> [What needs to be done] Give every line from the entries that contains "String".

> [Records for the task]
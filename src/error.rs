use thiserror::Error;

use crate::params::ParamKind;

#[derive(Error, Debug)]
pub enum UpscalerError {
    #[error("I/O error: {0}")]
    Io(#[from] std::io::Error),

    #[error("Image format error: {0}")]
    Image(#[from] image::ImageError),

    #[error("Malformed data URL: {0}")]
    MalformedDataUrl(String),

    #[error("Invalid base64 payload: {0}")]
    Base64(#[from] base64::DecodeError),

    #[error("{kind} must be between {min} and {max} (got {value})")]
    ParamOutOfRange {
        kind: ParamKind,
        value: f32,
        min: f32,
        max: f32,
    },

    #[error("Not a number: {0:?}")]
    InvalidNumber(String),

    #[error("Patch {row}-{col} came back at {got}x, expected {expected}x")]
    ScaleMismatch {
        row: u32,
        col: u32,
        expected: u32,
        got: u32,
    },

    #[error("Model download failed: {0}")]
    ModelDownload(String),

    #[error("Inference failed: {0}")]
    Inference(String),

    #[error("Upscale cancelled")]
    Cancelled,

    #[error("Image has no pixels")]
    EmptyImage,
}

pub type Result<T> = std::result::Result<T, UpscalerError>;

> [The answer]
    MalformedDataUrl(String),
    InvalidNumber(String),
    ModelDownload(String),
    Inference(String),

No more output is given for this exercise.